Copy the listing out in full. Keep every word as it is.
*** RECORD SET
use std::collections::BTreeMap;
use std::time::{Duration, Instant};

/// Collects per-cycle timing while the interpreter runs.
///
/// Tracks how many cycles landed in each wall-clock second of the run and the
/// spread of intervals between consecutive cycles.
pub struct Profiler {
    started: Instant,
    last: Option<Instant>,
    cycles_per_second: BTreeMap<u64, u32>,
    total_cycles: u64,
    min_interval: Option<Duration>,
    max_interval: Duration,
    total_interval: Duration,
}

impl Default for Profiler {
    fn default() -> Self {
        Self::new()
    }
}

impl Profiler {
    pub fn new() -> Self {
        Self {
            started: Instant::now(),
            last: None,
            cycles_per_second: BTreeMap::new(),
            total_cycles: 0,
            min_interval: None,
            max_interval: Duration::ZERO,
            total_interval: Duration::ZERO,
        }
    }

    pub fn cycle(&mut self) {
        self.record(Instant::now());
    }

    fn record(&mut self, now: Instant) {
        let second = now.saturating_duration_since(self.started).as_secs();
        *self.cycles_per_second.entry(second).or_default() += 1;
        self.total_cycles += 1;

        if let Some(last) = self.last {
            let interval = now.saturating_duration_since(last);
            self.min_interval = Some(self.min_interval.map_or(interval, |m| m.min(interval)));
            self.max_interval = self.max_interval.max(interval);
            self.total_interval += interval;
        }
        self.last = Some(now);
    }

    pub fn total_cycles(&self) -> u64 {
        self.total_cycles
    }

    /// Cycle counts keyed by whole seconds since the profiler started.
    pub fn cycles_per_second(&self) -> &BTreeMap<u64, u32> {
        &self.cycles_per_second
    }

    pub fn mean_interval(&self) -> Option<Duration> {
        let intervals = self.total_cycles.checked_sub(1).filter(|n| *n > 0)?;
        Some(self.total_interval / intervals as u32)
    }

    pub fn report(&self) {
        log::info!(
            "CPU frequency: {} cycles, per second {:?}",
            self.total_cycles,
            self.cycles_per_second
        );
        if let (Some(min), Some(mean)) = (self.min_interval, self.mean_interval()) {
            log::info!(
                "CPU timings: min {:?}, mean {:?}, max {:?}",
                min,
                mean,
                self.max_interval
            );
        }
    }
}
******
REPLY TO THE EXERCISE:
use std::collections::BTreeMap;
use std::time::{Duration, Instant};

/// Collects per-cycle timing while the interpreter runs.
///
/// Tracks how many cycles landed in each wall-clock second of the run and the
/// spread of intervals between consecutive cycles.
pub struct Profiler {
    started: Instant,
    last: Option<Instant>,
    cycles_per_second: BTreeMap<u64, u32>,
    total_cycles: u64,
    min_interval: Option<Duration>,
    max_interval: Duration,
    total_interval: Duration,
}

impl Default for Profiler {
    fn default() -> Self {
        Self::new()
    }
}

impl Profiler {
    pub fn new() -> Self {
        Self {
            started: Instant::now(),
            last: None,
            cycles_per_second: BTreeMap::new(),
            total_cycles: 0,
            min_interval: None,
            max_interval: Duration::ZERO,
            total_interval: Duration::ZERO,
        }
    }

    pub fn cycle(&mut self) {
        self.record(Instant::now());
    }

    fn record(&mut self, now: Instant) {
        let second = now.saturating_duration_since(self.started).as_secs();
        *self.cycles_per_second.entry(second).or_default() += 1;
        self.total_cycles += 1;

        if let Some(last) = self.last {
            let interval = now.saturating_duration_since(last);
            self.min_interval = Some(self.min_interval.map_or(interval, |m| m.min(interval)));
            self.max_interval = self.max_interval.max(interval);
            self.total_interval += interval;
        }
        self.last = Some(now);
    }

    pub fn total_cycles(&self) -> u64 {
        self.total_cycles
    }

    /// Cycle counts keyed by whole seconds since the profiler started.
    pub fn cycles_per_second(&self) -> &BTreeMap<u64, u32> {
        &self.cycles_per_second
    }

    pub fn mean_interval(&self) -> Option<Duration> {
        let intervals = self.total_cycles.checked_sub(1).filter(|n| *n > 0)?;
        Some(self.total_interval / intervals as u32)
    }

    pub fn report(&self) {
        log::info!(
            "CPU frequency: {} cycles, per second {:?}",
            self.total_cycles,
            self.cycles_per_second
        );
        if let (Some(min), Some(mean)) = (self.min_interval, self.mean_interval()) {
            log::info!(
                "CPU timings: min {:?}, mean {:?}, max {:?}",
                min,
                mean,
                self.max_interval
            );
        }
    }
}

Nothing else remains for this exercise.